One point is the driver overhead, vista virtualizes all memory, so it also pushes the data to the drivers when and how it wants, that intermediate-buffering-overhead is what makes vista in general slower than xp (and also makes it more difficult to make application specific optimizations like drivers did for a lot of games on winxp).
Well, D3D9 was faster even on Vista and Windows 7.
the main difference between d3d9 and d3d10 is the constant handling.
in D3D10-mode, the driver has to assume there are some new constants that have to be set, that means that at least the cache needs to be flushed. But in worst case it means that some shader optimizations are either done on per drawcall basis or not enabled at all.
in D3D9 mode, the driver gets the constants you set probably via the commandbuffer, if u dont set any, it knows all data is up2date, all shader can be kept.
Doesn't make sense to me.
I do update the constants all the time, at the very least I need to update the transform matrices for the object animation, and light positions and such.
With D3D9 I have to make a separate call for each constant that I update. With D3D10 instead, I just map the entire constant buffer in one go, put the new values in, and unmap it.
So in D3D10 I specifically tell the driver "I'm done with it, the constant buffer is up to date now", where with D3D9 it doesn't know what is going on exactly.
In my case I update all constants every frame anyway, because I used very simple shaders.

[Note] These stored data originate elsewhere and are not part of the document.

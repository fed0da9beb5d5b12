use chrono::{NaiveDateTime, Utc};
use log::{info, warn};

use crate::config::PipelineSettings;
use crate::error::Result;
use crate::output::PhaseProgress;
use crate::report::{PublishStatus, RunReport};
use crate::sheets::client::SheetsClient;
use crate::sheets::range::range_name;
use crate::tracker::{FieldMap, JiraClient};

use super::staging::{read_rows, write_table};
use super::{PipelineKind, Table};

/// Where the staged block is uploaded.
pub struct Publisher {
    pub sheets: SheetsClient,
    pub spreadsheet_id: String,
}

pub struct RunOptions {
    /// Reference time for every date derivation in the run
    pub now: NaiveDateTime,
    pub show_progress: bool,
}

/// Result of a run: the report plus the staged table for previews.
pub struct RunOutcome {
    pub report: RunReport,
    pub table: Table,
}

/// Query, Transform, Stage, Publish for one export variant.
pub struct PipelineRunner {
    kind: PipelineKind,
    settings: PipelineSettings,
    fields: FieldMap,
    jira: JiraClient,
    publisher: Option<Publisher>,
}

impl PipelineRunner {
    /// # Errors
    ///
    /// Returns [`crate::error::SyncError::Config`] when a custom field the
    /// variant reads has no tracker id.
    pub fn new(
        kind: PipelineKind,
        settings: PipelineSettings,
        fields: FieldMap,
        jira: JiraClient,
        publisher: Option<Publisher>,
    ) -> Result<Self> {
        fields.require(&kind.spec().required_fields())?;
        Ok(Self {
            kind,
            settings,
            fields,
            jira,
            publisher,
        })
    }

    /// Runs every phase in order. Any failure aborts the run; a failure
    /// after staging leaves the staging file in place.
    ///
    /// # Errors
    ///
    /// Propagates the first tracker, transform, staging or publish error.
    pub async fn run(&self, options: &RunOptions) -> Result<RunOutcome> {
        let spec = self.kind.spec();
        info!(
            "Running {} export for project {} into sheet {}",
            self.kind, self.settings.project, self.settings.sheet
        );

        let progress = PhaseProgress::start(
            options.show_progress,
            format!("Querying Jira project {}", self.settings.project),
        );
        let issues = self.jira.search_all(&self.settings.jql).await?;
        if issues.is_empty() {
            warn!("No issues matched: {}", self.settings.jql);
        }

        let progress = progress.advance(
            format!("Fetched {} issues", issues.len()),
            "Building rows",
        );
        let table = spec.assemble(
            &issues,
            &self.fields,
            &self.jira.browse_base(),
            options.now,
        )?;
        info!(
            "Built {} rows from {} issues",
            table.rows.len(),
            issues.len()
        );

        let staging_file = &self.settings.staging_file;
        let progress = progress.advance(
            format!("Built {} rows", table.rows.len()),
            format!("Writing {}", staging_file.display()),
        );
        write_table(staging_file, &table)?;
        let values = read_rows(staging_file)?;
        let range = range_name(&self.settings.sheet, &values);

        let publish = if let Some(publisher) = &self.publisher {
            let progress = progress.advance(
                format!("Staged {} rows", values.len()),
                format!("Updating {range}"),
            );
            let summary = publisher
                .sheets
                .update_values(&publisher.spreadsheet_id, &range, &values)
                .await?;
            progress.finish(format!(
                "Updated {} rows x {} columns",
                summary.updated_rows, summary.updated_columns
            ));
            PublishStatus::Published {
                updated_range: summary.updated_range,
                updated_rows: summary.updated_rows,
                updated_columns: summary.updated_columns,
                updated_cells: summary.updated_cells,
            }
        } else {
            info!("Dry run: {range} not published");
            progress
                .advance(format!("Staged {} rows", values.len()), "Publishing")
                .skip("dry run");
            PublishStatus::Skipped
        };

        let report = RunReport {
            pipeline: self.kind,
            project: self.settings.project.clone(),
            jql: self.settings.jql.clone(),
            sheet: self.settings.sheet.clone(),
            completed_at: Utc::now(),
            issues_fetched: issues.len(),
            rows_written: table.rows.len(),
            columns: table.header.len(),
            staging_file: staging_file.display().to_string(),
            range,
            publish,
        };

        Ok(RunOutcome { report, table })
    }
}
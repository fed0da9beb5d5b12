//! Pure field derivations used by the pipeline columns.

pub mod dates;
pub mod phase;
pub mod subtasks;
pub mod values;
pub mod waiver;
mod auth;
mod cli;
mod config;
mod error;
mod output;
mod pipeline;
mod report;
mod sheets;
mod tracker;
mod transform;

use anyhow::Result;
use clap::Parser;
use cli::Cli;
use log::info;

#[tokio::main]
async fn main() -> Result<()> {
    env_logger::init();

    output::print_banner();

    let cli = Cli::parse();
    info!("Starting jirasheets - Jira to Google Sheets exporter");
    cli.execute().await?;

    Ok(())
}
use std::time::Duration;

use indicatif::{ProgressBar, ProgressDrawTarget, ProgressStyle};

use super::styling::{paint, Tone};

const PHASES: [&str; 4] = ["Query", "Transform", "Stage", "Publish"];

/// Spinner per pipeline phase: Query, Transform, Stage, Publish.
///
/// Drawing is disabled for hidden trackers so library callers and tests stay
/// quiet.
pub struct PhaseProgress {
    pb: ProgressBar,
    phase: usize,
    visible: bool,
}

impl PhaseProgress {
    /// Starts the Query phase.
    pub fn start(visible: bool, message: impl Into<String>) -> Self {
        if visible {
            eprintln!(
                "{}  {}",
                paint(Tone::Heading, "⚙️"),
                paint(Tone::Heading, "Phases").underlined()
            );
        }
        Self {
            pb: create_spinner(visible, phase_message(0, &message.into())),
            phase: 0,
            visible,
        }
    }

    /// Finishes the current phase with `done` and starts the next one.
    pub fn advance(self, done: impl AsRef<str>, next: impl Into<String>) -> Self {
        self.finish_current(done.as_ref());
        let phase = (self.phase + 1).min(PHASES.len() - 1);
        Self {
            pb: create_spinner(self.visible, phase_message(phase, &next.into())),
            phase,
            visible: self.visible,
        }
    }

    /// Marks the current phase as skipped and ends tracking.
    pub fn skip(self, reason: impl AsRef<str>) {
        let label = format!(
            "Phase {}/{}: {} skipped ({})",
            self.phase + 1,
            PHASES.len(),
            PHASES[self.phase],
            reason.as_ref()
        );
        self.pb.finish_with_message(paint(Tone::Muted, label).to_string());
        if self.visible {
            eprintln!();
        }
    }

    /// Finishes the last phase.
    pub fn finish(self, done: impl AsRef<str>) {
        self.finish_current(done.as_ref());
        if self.visible {
            eprintln!();
        }
    }

    fn finish_current(&self, done: &str) {
        let label = format!("Phase {}/{}: {done} ✓", self.phase + 1, PHASES.len());
        self.pb.finish_with_message(paint(Tone::Done, label).to_string());
    }
}

fn phase_message(phase: usize, message: &str) -> String {
    let label = format!("Phase {}/{}: {message}", phase + 1, PHASES.len());
    paint(Tone::Pending, label).to_string()
}

fn create_spinner(visible: bool, message: String) -> ProgressBar {
    let pb = ProgressBar::new_spinner();
    if visible {
        pb.set_draw_target(ProgressDrawTarget::stderr());
    } else {
        pb.set_draw_target(ProgressDrawTarget::hidden());
    }
    if let Ok(style) = ProgressStyle::default_spinner().template("  {msg} {spinner}") {
        pb.set_style(style);
    }
    pb.set_message(message);
    if visible {
        pb.enable_steady_tick(Duration::from_millis(100));
    }
    pb
}

#[cfg(test)]
mod tests {
    use super::*;

    #[test]
    fn test_phases_advance_and_saturate() {
        let progress = PhaseProgress::start(false, "Querying Jira");
        assert_eq!(progress.phase, 0);

        let progress = progress
            .advance("Fetched 3 issues", "Building rows")
            .advance("Built 2 rows", "Writing staging file")
            .advance("Staged 3 rows", "Updating sheet");
        assert_eq!(progress.phase, 3);

        let progress = progress.advance("Done", "Nothing left");
        assert_eq!(progress.phase, 3);
        progress.finish("Updated sheet");
    }

    #[test]
    fn test_phase_message_counts_from_one() {
        console::set_colors_enabled(false);
        assert_eq!(phase_message(1, "Building rows"), "Phase 2/4: Building rows");
    }
}
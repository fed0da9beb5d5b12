pub mod client;
pub mod fields;
pub mod links;
pub mod types;

pub use client::JiraClient;
pub use fields::{Field, FieldMap};
pub use types::Issue;
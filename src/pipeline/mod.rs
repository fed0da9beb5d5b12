//! Declarative row assembly shared by every export variant.
//!
//! A variant is an ordered list of [`Column`]s plus an acceptance rule. Each
//! accepted issue becomes one row, computed independently of every other row.

mod columns;
pub mod runner;
pub mod staging;

use std::fmt;

use chrono::{NaiveDate, NaiveDateTime};
use serde::{Deserialize, Serialize};

use crate::error::{Result, SyncError};
use crate::tracker::fields::parse_date;
use crate::tracker::links::browse_url;
use crate::tracker::{Field, FieldMap, Issue};

pub use runner::{PipelineRunner, RunOptions};

/// The export variants.
#[derive(Debug, Clone, Copy, PartialEq, Eq, Hash, Serialize, Deserialize)]
#[serde(rename_all = "kebab-case")]
pub enum PipelineKind {
    /// Specifications with lifecycle derivations
    Specs,
    /// Specifications with the reduced column set
    SpecsBasic,
    /// Working groups
    Groups,
}

impl PipelineKind {
    pub fn spec(self) -> &'static PipelineSpec {
        match self {
            Self::Specs => &columns::SPECS,
            Self::SpecsBasic => &columns::SPECS_BASIC,
            Self::Groups => &columns::GROUPS,
        }
    }

    pub fn name(self) -> &'static str {
        match self {
            Self::Specs => "specs",
            Self::SpecsBasic => "specs-basic",
            Self::Groups => "groups",
        }
    }
}

impl fmt::Display for PipelineKind {
    fn fmt(&self, f: &mut fmt::Formatter<'_>) -> fmt::Result {
        f.write_str(self.name())
    }
}

/// Which issues a variant turns into rows.
#[derive(Debug, Clone, Copy, PartialEq, Eq)]
pub enum Acceptance {
    /// Only issues with at least one sub-task
    WithSubtasks,
    /// Only issues without any sub-task
    WithoutSubtasks,
}

impl Acceptance {
    pub fn accepts(self, issue: &Issue) -> bool {
        let has_subtasks = !issue.fields.subtasks.is_empty();
        match self {
            Self::WithSubtasks => has_subtasks,
            Self::WithoutSubtasks => !has_subtasks,
        }
    }
}

pub type CellFn = fn(&RowContext<'_>) -> Result<String>;

/// How a column obtains its cell.
#[derive(Clone, Copy)]
pub enum Source {
    /// Custom field value rendered as text
    Custom(Field),
    /// Value computed from the issue
    Derived(CellFn),
}

#[derive(Clone, Copy)]
pub struct Column {
    pub header: &'static str,
    pub source: Source,
}

impl Column {
    pub const fn custom(header: &'static str, field: Field) -> Self {
        Self {
            header,
            source: Source::Custom(field),
        }
    }

    pub const fn derived(header: &'static str, cell: CellFn) -> Self {
        Self {
            header,
            source: Source::Derived(cell),
        }
    }

    fn cell(&self, ctx: &RowContext<'_>) -> Result<String> {
        match self.source {
            Source::Custom(field) => Ok(ctx.text(field)),
            Source::Derived(cell) => cell(ctx),
        }
    }
}

/// A complete export variant.
pub struct PipelineSpec {
    pub accepts: Acceptance,
    pub columns: &'static [Column],
    /// Fields read by derived columns
    pub derived_fields: &'static [Field],
}

impl PipelineSpec {
    pub fn header(&self) -> Vec<String> {
        self.columns.iter().map(|c| c.header.to_string()).collect()
    }

    /// Every custom field this variant reads.
    pub fn required_fields(&self) -> Vec<Field> {
        let mut fields: Vec<Field> = self
            .columns
            .iter()
            .filter_map(|column| match column.source {
                Source::Custom(field) => Some(field),
                Source::Derived(_) => None,
            })
            .collect();
        for field in self.derived_fields {
            if !fields.contains(field) {
                fields.push(*field);
            }
        }
        fields
    }

    /// Builds the output table for `issues`, in tracker order.
    ///
    /// # Errors
    ///
    /// Fails on the first row that cannot be assembled, such as a status
    /// outside the known phase tables.
    pub fn assemble(
        &self,
        issues: &[Issue],
        fields: &FieldMap,
        browse_base: &str,
        now: NaiveDateTime,
    ) -> Result<Table> {
        let header = self.header();
        let rows = issues
            .iter()
            .filter(|issue| self.accepts.accepts(issue))
            .map(|issue| {
                let ctx = RowContext {
                    issue,
                    fields,
                    browse_base,
                    now,
                };
                self.columns
                    .iter()
                    .map(|column| column.cell(&ctx))
                    .collect::<Result<Vec<String>>>()
            })
            .collect::<Result<Vec<Vec<String>>>>()?;

        debug_assert!(rows.iter().all(|row| row.len() == header.len()));
        Ok(Table { header, rows })
    }
}

/// Header plus one row per accepted issue.
#[derive(Debug, Clone, PartialEq, Eq)]
pub struct Table {
    pub header: Vec<String>,
    pub rows: Vec<Vec<String>>,
}

/// Everything a column needs to compute the cell for one issue.
pub struct RowContext<'a> {
    pub issue: &'a Issue,
    pub fields: &'a FieldMap,
    pub browse_base: &'a str,
    pub now: NaiveDateTime,
}

impl RowContext<'_> {
    pub fn today(&self) -> NaiveDate {
        self.now.date()
    }

    pub fn issue_url(&self) -> String {
        browse_url(self.browse_base, &self.issue.key)
    }

    pub fn text(&self, field: Field) -> String {
        self.fields.text(self.issue, field)
    }

    pub fn options(&self, field: Field) -> Option<Vec<String>> {
        self.fields.options(self.issue, field)
    }

    pub fn date(&self, field: Field) -> Result<Option<NaiveDate>> {
        self.fields.date(self.issue, field)
    }

    pub fn status(&self) -> &str {
        self.issue.fields.status_name()
    }

    /// # Errors
    ///
    /// Returns [`SyncError::InvalidDate`] for a due date that is not
    /// `YYYY-MM-DD`.
    pub fn due_date(&self) -> Result<Option<NaiveDate>> {
        match self.issue.fields.duedate.as_deref() {
            None => Ok(None),
            Some(raw) => parse_date(raw)
                .map(Some)
                .ok_or_else(|| SyncError::InvalidDate {
                    field: "duedate".to_string(),
                    value: raw.to_string(),
                }),
        }
    }
}
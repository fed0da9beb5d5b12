use super::types::Issue;

pub const NO_LINKED_SPECIFICATION: &str = "No Specification is linked to the group yet.";

/// Web URL of an issue.
///
/// # Arguments
///
/// * `base_url` - Tracker base URL (e.g., <https://jira.riscv.org>)
/// * `key` - Issue key (e.g., "RVS-1234")
///
/// # Returns
///
/// Browse URL (e.g., <https://jira.riscv.org/browse/RVS-1234>)
pub fn browse_url(base_url: &str, key: &str) -> String {
    format!("{}/browse/{key}", base_url.trim_end_matches('/'))
}

/// Spreadsheet `HYPERLINK` formula showing `label` and linking to `url`.
///
/// Double quotes are doubled, as the sheet formula grammar requires.
pub fn hyperlink_formula(url: &str, label: &str) -> String {
    format!(
        "=HYPERLINK(\"{}\", \"{}\")",
        url.replace('"', "\"\""),
        label.replace('"', "\"\"")
    )
}

/// Browse URLs of every outward-linked issue, one per line.
pub fn outward_links(base_url: &str, issue: &Issue) -> String {
    let links: Vec<String> = issue
        .fields
        .issuelinks
        .iter()
        .filter_map(|link| link.outward_issue.as_ref())
        .map(|linked| browse_url(base_url, &linked.key))
        .collect();

    if links.is_empty() {
        NO_LINKED_SPECIFICATION.to_string()
    } else {
        links.join("\n ")
    }
}
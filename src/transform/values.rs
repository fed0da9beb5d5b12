/// Renders a multi-select value list as an English enumeration.
///
/// An absent list renders as `"None"`, while a present-but-empty list renders
/// as an empty cell. Two values are joined with `" and "`; three or more use
/// commas with a final `" and "` (e.g., `"A, B and C"`).
pub fn join_option_values<S: AsRef<str>>(values: Option<&[S]>) -> String {
    let Some(values) = values else {
        return "None".to_string();
    };

    match values {
        [] => String::new(),
        [only] => only.as_ref().to_string(),
        [first, second] => format!("{} and {}", first.as_ref(), second.as_ref()),
        [init @ .., last] => {
            let head = init
                .iter()
                .map(AsRef::as_ref)
                .collect::<Vec<&str>>()
                .join(", ");
            format!("{head} and {}", last.as_ref())
        }
    }
}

Also, what you're saying isn't entirely correct. You can have multiple constant buffers, and you should order them to the frequency of updating them. All this should make D3D10 more efficient, when used properly. So you don't need to push "the whole constant buffer" over the bus. Only the buffer you're updating at the time. Since you do the update in a single go, it should get maximum performance with a burst transfer over the bus.
However, in my case the constant buffers were very small. Only one matrix and a few float values. So bandwidth shouldn't be an issue anyway.
I wonder if it may have something to do with thread safety. D3D9 isn't thread-safe by default, and I never used that flag to get a thread-safe instance. I don't think D3D10 has this option, so perhaps you always get a thread-safe instance by default, which would explain at least some of the extra overhead.